= Fine rolls =

Collection of English medieval financial records

The Fine rolls are a collection of financial records maintained by the English Chancery in the Middle Ages. Originating in the reign of King Henry III of England (1216–72), a fine represented a willingness to pay the crown a sum of money in exchange for a particular concession. In the medieval style of document storage of enrollment, the rolls which recorded these payments are called the Fine rolls.

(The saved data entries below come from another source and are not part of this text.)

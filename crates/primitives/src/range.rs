/// Offset into a document in Unicode scalar values.
///
/// Every component (parse tree, object tree, link maps, diagnostics) speaks
/// in these; byte offsets from parsers are converted at the boundary.
pub type CharIdx = usize;

/// A count of Unicode scalar values. Kept apart from [`CharIdx`] in
/// signatures so lengths and positions read differently.
pub type CharLen = usize;
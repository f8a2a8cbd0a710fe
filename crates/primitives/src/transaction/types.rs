use crate::range::{CharIdx, CharLen};

/// Owned replacement text.
pub type Tendril = String;

/// One edit requested against a document: `[start, end)` becomes
/// `replacement`, or is removed when `replacement` is `None`.
#[derive(Debug, Clone, PartialEq, Eq)]
pub struct Change {
	pub start: CharIdx,
	pub end: CharIdx,
	pub replacement: Option<Tendril>,
}

impl Change {
	pub fn replace(start: CharIdx, end: CharIdx, text: impl Into<Tendril>) -> Self {
		Self {
			start,
			end,
			replacement: Some(text.into()),
		}
	}

	pub fn insert(pos: CharIdx, text: impl Into<Tendril>) -> Self {
		Self::replace(pos, pos, text)
	}

	pub fn delete(start: CharIdx, end: CharIdx) -> Self {
		Self {
			start,
			end,
			replacement: None,
		}
	}
}

/// One contiguous edit as stored in a [`ChangeSet`](super::ChangeSet):
/// pre-change range `from..to` replaced by `text`.
#[derive(Debug, Clone, Copy, PartialEq, Eq)]
pub struct ChangeRef<'a> {
	pub from: CharIdx,
	pub to: CharIdx,
	pub text: &'a str,
}

/// Which side of an insertion a position sticks to when it sits exactly at
/// the insertion point.
#[derive(Debug, Clone, Copy, PartialEq, Eq)]
pub enum Bias {
	/// Stay before the inserted text.
	Left,
	/// Move past the inserted text.
	Right,
}

#[derive(Debug, Clone, PartialEq, Eq)]
pub(super) enum Operation {
	/// Keep the next N source characters.
	Retain(CharLen),
	/// Drop the next N source characters.
	Delete(CharLen),
	Insert(Tendril),
}

impl Operation {
	/// Characters this operation contributes to the output.
	pub(super) fn output_len(&self) -> CharLen {
		match self {
			Operation::Retain(n) => *n,
			Operation::Delete(_) => 0,
			Operation::Insert(text) => text.chars().count(),
		}
	}
}

/// Splits `text` after its first `n` characters.
pub(super) fn split_chars(text: &str, n: CharLen) -> (&str, &str) {
	let byte = text.char_indices().nth(n).map_or(text.len(), |(i, _)| i);
	text.split_at(byte)
}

==Treatment by historians==
Traditionally, historians viewed the Fine rolls as presenting "fewer points of general interest" than the Close or Patent rolls, because they rarely – and only indirectly – touch upon the great political crises of the time. They have also been used as a means of assessing the crown's finances: the Fine rolls show, for example, how King John received approximately £20,000 per annum, whereas his son Henry III received less than half that amount. Recently, however, they have been used by historians to cast light on consequences of important events in the king's reign, rather than the events themselves. As David Carpenter put it, the rolls remain "central to the politics, government, and society", particularly because of the broad social spectrum they touched. For example, in the context of the 1216 reissue of Magna Carta by Henry's minority government, the concern of the council for the charter's consequences to dower payments owed the king are enrolled in the Fine rolls. Letters close which record fines are also enrolled; one such example is to the widow of Nigel de Mowbray, in which Henry III agreed to her right to stay unmarried or to "marry whom she wished". The rolls are also used, along with other records, to demonstrate the growth of English royal bureaucracy and administration. In 1913, T. F. Tout pointed out how a single published volume of Fine rolls covered the entire thirty-five year reign of Edward I, whereas for his son Edward II, two volumes were required, despite the latter's reign being of far shorter duration.